Thursday 14 March 2024

Here We Go: Scientists Now Want to Dehydrate the Stratosphere to Combat Global Boiling

 

Scientists have proposed an audacious novel geoengineering technique: intentionally dehydrating the stratosphere.

A study published in Science Advances involves the ambitious and contentious idea of seeding the upper atmosphere with particles to prevent water vapor from entering in the stratosphere.

Water vapor is important because it’s the most abundant greenhouse gas on Earth. The greenhouse effect occurs when gases in the atmosphere trap heat from the sun, keeping the planet livable. Water vapor is made up of complex molecules that absorb heat radiated from the Earth’s surface and re-radiate it back to the planet.

Water vapor is constantly cycling through the atmosphere, evaporating from the Earth’s surface, condensing into clouds, being blown by the wind, and then falling back to the Earth as rain or snow. 

Researchers, led by Shuka Schwarz of the National Oceanic and Atmospheric Administration (NOAA), argue that water vapor in the stratosphere plays a critical role in trapping heat from the Earth’s surface.

Science.org reported:

By targeting rising, moist air and seeding it with cloud-forming particles right before it crosses into the stratosphere, geoengineers could cool the world with an intervention far more delicate than other schemes. Drying the stratosphere might take as little as 2 kilograms of material a week, says Shuka Schwarz, the study’s lead author and a research physicist at the Chemical Sciences Lab of the National Oceanic and Atmospheric Administration (NOAA). “That’s an amount of material that helps open the mind to imagine a whole bunch of possibilities.”

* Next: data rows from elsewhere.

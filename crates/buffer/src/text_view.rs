// Chunk: docs/chunks/text_view - Borrowed line-split view over inserted text

//! A borrowed, line-split view over a string.
//!
//! Text entering the buffer (typed, pasted or loaded) is first split into
//! lines so the engine can insert it row by row. The view borrows from the
//! caller's string; nothing is copied until the rows are spliced into the
//! store.

use crate::char_class::is_line_break;
use crate::line_source::LineSource;

/// Lines of `text` split on every line-break scalar.
///
/// CR LF counts as one break. A string with `k` breaks always yields
/// `k + 1` lines, so `"abc\n"` is `["abc", ""]` and `""` is `[""]`.
#[derive(Debug, Clone, PartialEq, Eq)]
pub struct TextView<'a> {
    lines: Vec<&'a str>,
}

impl<'a> TextView<'a> {
    pub fn new(text: &'a str) -> Self {
        let mut lines = Vec::new();
        let mut line_start = 0;
        let mut chars = text.char_indices().peekable();

        while let Some((idx, ch)) = chars.next() {
            if !is_line_break(ch) {
                continue;
            }
            lines.push(&text[line_start..idx]);
            let mut next_start = idx + ch.len_utf8();
            if ch == '\r' {
                if let Some(&(lf_idx, '\n')) = chars.peek() {
                    chars.next();
                    next_start = lf_idx + 1;
                }
            }
            line_start = next_start;
        }
        lines.push(&text[line_start..]);

        Self { lines }
    }

    /// Number of lines; always at least 1.
    pub fn line_count(&self) -> usize {
        self.lines.len()
    }

    pub fn line(&self, idx: usize) -> Option<&'a str> {
        self.lines.get(idx).copied()
    }

    pub fn lines(&self) -> impl Iterator<Item = &'a str> + '_ {
        self.lines.iter().copied()
    }

    /// True for the view of an empty string.
    pub fn is_empty(&self) -> bool {
        self.lines.len() == 1 && self.lines[0].is_empty()
    }

    /// Scalars in the view with one unit per line break.
    pub fn char_count(&self) -> usize {
        let chars: usize = self.lines.iter().map(|l| l.chars().count()).sum();
        chars + self.lines.len() - 1
    }
}

impl LineSource for TextView<'_> {
    fn line_count(&self) -> usize {
        self.lines.len()
    }

    fn line_len(&self, line: usize) -> usize {
        self.lines.get(line).map_or(0, |l| l.chars().count())
    }

    fn char_in_line(&self, line: usize, col: usize) -> Option<char> {
        self.lines.get(line).and_then(|l| l.chars().nth(col))
    }
}
// Chunk: docs/chunks/style_watermark - Opaque style ids stored per scalar

use serde::{Deserialize, Serialize};

/// Opaque style identifier stored alongside every scalar.
///
/// The buffer never interprets ids beyond treating [`StyleId::DEFAULT`] as
/// "unstyled". The predefined ids give lexers a shared vocabulary; ids
/// above [`StyleId::LAST_PREDEFINED`] are free for lexer-specific use.
#[derive(Debug, Clone, Copy, PartialEq, Eq, Hash, Default, PartialOrd, Ord, Serialize, Deserialize)]
pub struct StyleId(pub u16);

impl StyleId {
    pub const DEFAULT: StyleId = StyleId(0);
    pub const KEYWORD: StyleId = StyleId(1);
    pub const NUMBER: StyleId = StyleId(2);
    pub const COMMENT_LINE: StyleId = StyleId(3);
    pub const COMMENT_BLOCK: StyleId = StyleId(4);
    pub const COMMENT_PREPROCESSOR: StyleId = StyleId(5);
    pub const DOUBLE_QUOTE_STRING: StyleId = StyleId(6);
    pub const DOUBLE_QUOTE_ESCAPE_VALID: StyleId = StyleId(7);
    pub const DOUBLE_QUOTE_ESCAPE_INVALID: StyleId = StyleId(8);
    pub const SINGLE_QUOTE_STRING: StyleId = StyleId(9);
    pub const SINGLE_QUOTE_ESCAPE_VALID: StyleId = StyleId(10);
    pub const SINGLE_QUOTE_ESCAPE_INVALID: StyleId = StyleId(11);
    pub const LAST_PREDEFINED: StyleId = StyleId(12);

    /// The first id a lexer may claim for its own styles.
    pub const fn custom(offset: u16) -> StyleId {
        StyleId(Self::LAST_PREDEFINED.0 + 1 + offset)
    }

    pub fn is_default(self) -> bool {
        self == Self::DEFAULT
    }
}
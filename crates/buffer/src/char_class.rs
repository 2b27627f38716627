// Chunk: docs/chunks/border_navigation - Character classes used by word borders

//! Character classification shared by the text view splitter and the
//! border arithmetic.

/// Returns true for every scalar that ends a line.
///
/// CR LF pairs are folded into one break by [`crate::TextView`]; this
/// predicate only looks at single scalars.
pub fn is_line_break(ch: char) -> bool {
    matches!(
        ch,
        '\n' | '\u{0B}' | '\u{0C}' | '\r' | '\u{85}' | '\u{2028}' | '\u{2029}'
    )
}

pub fn is_space(ch: char) -> bool {
    ch.is_whitespace()
}

/// Letters, digits (in any script) and underscore.
pub fn is_identifier_char(ch: char) -> bool {
    ch == '_' || ch.is_alphanumeric()
}

/// The three classes a word border separates.
#[derive(Debug, Clone, Copy, PartialEq, Eq)]
pub enum CharClass {
    Space,
    Identifier,
    Other,
}

impl CharClass {
    pub fn of(ch: char) -> Self {
        if is_space(ch) {
            CharClass::Space
        } else if is_identifier_char(ch) {
            CharClass::Identifier
        } else {
            CharClass::Other
        }
    }
}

“Intentional stratospheric dehydration,” as it’s called, could only cool the climate moderately, offsetting roughly 1.4% of the warming caused by increased carbon dioxide over the past few hundred years. But for geoengineers who have talked about cooling the planet by loading the stratosphere with thousands of tons of reflective particles, “it’s clearly a new idea,” says Ulrike Lohmann, an atmospheric physicist at ETH Zürich. “This is something that could work.”

The scheme relies on a key fact: Only a few places in the world are hot enough to generate the powerful updrafts needed to lift air into the stratosphere, which begins between 9 and 17 kilometers above the surface, depending on latitude. The most important of these portals is found above the western equatorial Pacific Ocean, in a region roughly the size of Australia.

Along its upward journey, much of the water condenses into clouds and rains out of the air. But in the past decade, NASA used a high altitude, jet-powered drone to study the cold layers just below the stratosphere and found plenty of air masses moist enough to form clouds, but lacking in particles that would allow the moisture to condense into ice crystals and ultimately rain. “It’s a question of chance, whether they get to this coldest spot on their journey and there’s enough cloud nuclei left to do anything,” Schwarz says. The NASA studies also found that this moisture was concentrated: Just 1% of the air parcels explored accounted for half of the water that could end up in the stratosphere.

In a simple model, the team simulated injecting bismuth triiodide, a nontoxic compound that has been used in lab studies of ice nucleation, into the 1% areas most ripe for water harvesting. In an optimistic scenario, just 2 kilograms a week of seeds 10 nanometers in diameter would be enough to convert those moist air parcels into clouds, they found. Such an amount could be sprayed by balloons or drones, with no airplane needed.

The prospect of manipulating the stratosphere in such a manner is not without its critics.

Critics argue that the potential risks associated with stratospheric manipulation could outweigh the moderate climate cooling benefits that Schwarz’s study suggests.

Experts like Daniel Cziczo, an atmospheric chemist at Purdue University, caution against the unforeseen impacts such as the inadvertent formation of cirrus clouds which could exacerbate warming instead of mitigating it.

“You’re basically exploring a technique that could have a warming effect and not a cooling effect,” Cziczo wrote.

Mark Schoeberl, a respected atmospheric scientist, echoes the need for caution and comprehensive analysis before adopting such techniques, noting the importance of understanding the full range of potential impacts and the actual cooling effect that might be achieved.